On April 25, Binance announced tokens for Microsoft Corp, Apple Inc., and MicroStrategy Inc. that follow the debut of tokens for Tesla Inc. and Coinbase Global Inc. earlier in the month.

To create the tokens, CM-Equity, an investment firm, buys real stock in the companies and holds them in a depository as collateral. Digital Assets AG, an asset tokenization platform, issues the stock tokens. The value of the tokens is pegged one-to-one with the stocks they represent. Users pay for the tokens with Binance USD, a stablecoin linked to the dollar.
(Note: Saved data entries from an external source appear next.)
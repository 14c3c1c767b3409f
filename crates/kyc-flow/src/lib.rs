//! # kyc-flow — The Two-Party Negotiation Protocol
//!
//! Drives a KYC record from proposal to notarized, vault-recorded
//! transaction between two parties:
//!
//! - **Initiator** constructs the offer, collects the counterparty's
//!   signature, co-signs, obtains notarization, records, and forwards the
//!   finalized transaction.
//! - **Acceptor** re-derives the transaction from the proposed state,
//!   verifies it through the clause engine before signing, and records
//!   its own copy once the notarized transaction returns.
//!
//! Both roles are sequential state machines over a correlated [`Session`]
//! pair; each publishes its progress on a watch channel. Every failure
//! resolves to a terminal [`FlowOutcome`], never a raw error, and a
//! failed negotiation leaves both vaults untouched.
//!
//! ## Security Invariants
//!
//! - The acceptor signs only its own derivation of the transaction,
//!   never initiator-supplied bytes.
//! - Contract verification runs on both sides before their respective
//!   signatures are produced or accepted.
//! - Messages from concurrent negotiations cannot cross-deliver; each
//!   session pair is private to one negotiation.

pub mod acceptor;
pub mod error;
pub mod initiator;
pub mod message;
pub mod node;
pub mod session;
pub mod stage;

pub use acceptor::AcceptorFlow;
pub use error::{FlowError, FlowOutcome};
pub use initiator::InitiatorFlow;
pub use message::{FlowMessage, ProposalMessage};
pub use node::{Network, Node, DEFAULT_FLOW_TIMEOUT};
pub use session::{session_pair, Session};
pub use stage::{AcceptorStage, InitiatorStage, StageTracker};
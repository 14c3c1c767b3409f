//! # Flow Error Taxonomy and Terminal Outcomes
//!
//! Every failure a negotiation can hit is a `FlowError` variant, and a
//! flow never lets one escape: the state machine catches it and resolves
//! to `FlowOutcome::Failure(reason)`. External callers always receive a
//! terminal outcome value, never a raw fault.

use thiserror::Error;

use kyc_contract::{ContractError, SignatureCheckError, TransactionId};
use kyc_ledger::{LedgerError, NotaryError};

/// Failure classes of a negotiation flow.
#[derive(Error, Debug)]
pub enum FlowError {
    /// The counterparty name does not resolve to a known identity.
    /// Caller-correctable; reported before any flow instance exists.
    #[error("counterparty identity unknown: {0}")]
    InputRejected(String),

    /// No notary is registered with the network map.
    #[error("no notary available")]
    NoNotaryAvailable,

    /// A named contract rule was violated. Fatal to the negotiation,
    /// never retried automatically.
    #[error(transparent)]
    ContractViolation(#[from] ContractError),

    /// A forged, corrupted, or mismatched transaction was received.
    /// Security-relevant; the observability layer should log it.
    #[error("signature invalid: {0}")]
    SignatureInvalid(String),

    /// The notary refused to finalize — a genuine conflicting concurrent
    /// update or a stale window, not a bug. Fatal for this negotiation.
    #[error("notary rejected: {0}")]
    NotaryRejected(String),

    /// A receive point elapsed without a matching message. Safe to retry
    /// with a fresh flow instance; nothing was recorded.
    #[error("timeout")]
    Timeout,

    /// The peer's session endpoint is gone.
    #[error("peer unreachable")]
    Unreachable,

    /// The peer sent a message of the wrong kind for this suspension
    /// point.
    #[error("unexpected message: expected {expected}")]
    UnexpectedMessage {
        /// The message kind this suspension point awaits.
        expected: &'static str,
    },

    /// Local durable storage failed. Process-fatal in deployment;
    /// surfaced, never swallowed.
    #[error("storage error: {0}")]
    Storage(String),
}

impl From<SignatureCheckError> for FlowError {
    fn from(e: SignatureCheckError) -> Self {
        Self::SignatureInvalid(e.to_string())
    }
}

impl From<NotaryError> for FlowError {
    fn from(e: NotaryError) -> Self {
        Self::NotaryRejected(e.to_string())
    }
}

impl From<LedgerError> for FlowError {
    fn from(e: LedgerError) -> Self {
        Self::Storage(e.to_string())
    }
}

/// Terminal result of one negotiation flow.
#[derive(Debug, Clone, PartialEq, Eq)]
pub enum FlowOutcome {
    /// The transaction was notarized and recorded.
    Success {
        /// Id of the recorded transaction.
        tx_id: TransactionId,
        /// Human-readable confirmation.
        message: String,
    },
    /// The negotiation aborted; nothing was recorded by this flow.
    Failure {
        /// Why the negotiation failed.
        reason: String,
    },
}

impl FlowOutcome {
    /// Wrap a flow body's result, converting any error into `Failure`.
    pub fn capture(result: Result<TransactionId, FlowError>) -> Self {
        match result {
            Ok(tx_id) => Self::Success {
                message: format!("Transaction id {tx_id} committed to ledger."),
                tx_id,
            },
            Err(e) => Self::Failure {
                reason: e.to_string(),
            },
        }
    }

    /// Whether the negotiation succeeded.
    pub fn is_success(&self) -> bool {
        matches!(self, Self::Success { .. })
    }

    /// The recorded transaction id, when successful.
    pub fn tx_id(&self) -> Option<TransactionId> {
        match self {
            Self::Success { tx_id, .. } => Some(*tx_id),
            Self::Failure { .. } => None,
        }
    }
}

impl std::fmt::Display for FlowOutcome {
    fn fmt(&self, f: &mut std::fmt::Formatter<'_>) -> std::fmt::Result {
        match self {
            Self::Success { message, .. } => write!(f, "Success({message})"),
            Self::Failure { reason } => write!(f, "Failure({reason})"),
        }
    }
}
In theory, stock tokens could allow anyone access to equities around the world, with ample liquidity and low barriers to entry. Users can make fractional purchases, making units more affordable. Traders also have access to normal stock perks such as dividends and stock splits.

In practice though, users in the U.S., China, Turkey, and other countries aren’t allowed to trade in the tokens. Germany’s financial regulator BaFin warned on April 26 that Binance is at risk for fines without publishing an investor prospectus for each.


In many jurisdictions, including the U.S., only securities exchanges, which are highly regulated, are permitted to list securities. Since Binance is not a securities exchange, it may not be able to accommodate customers from jurisdictions like the U.S. who want to purchase securities on Binance. But the moves by Binance and others may put pressure on traditional stock exchanges to embrace the idea of offering securities in tokenized form. Stay tuned.

The opinions expressed are those of the author(s) and do not necessarily reflect the views of the firm or its clients, or any of its or their respective affiliates. This article is for general information purposes and is not intended to be and should not be taken as legal advice.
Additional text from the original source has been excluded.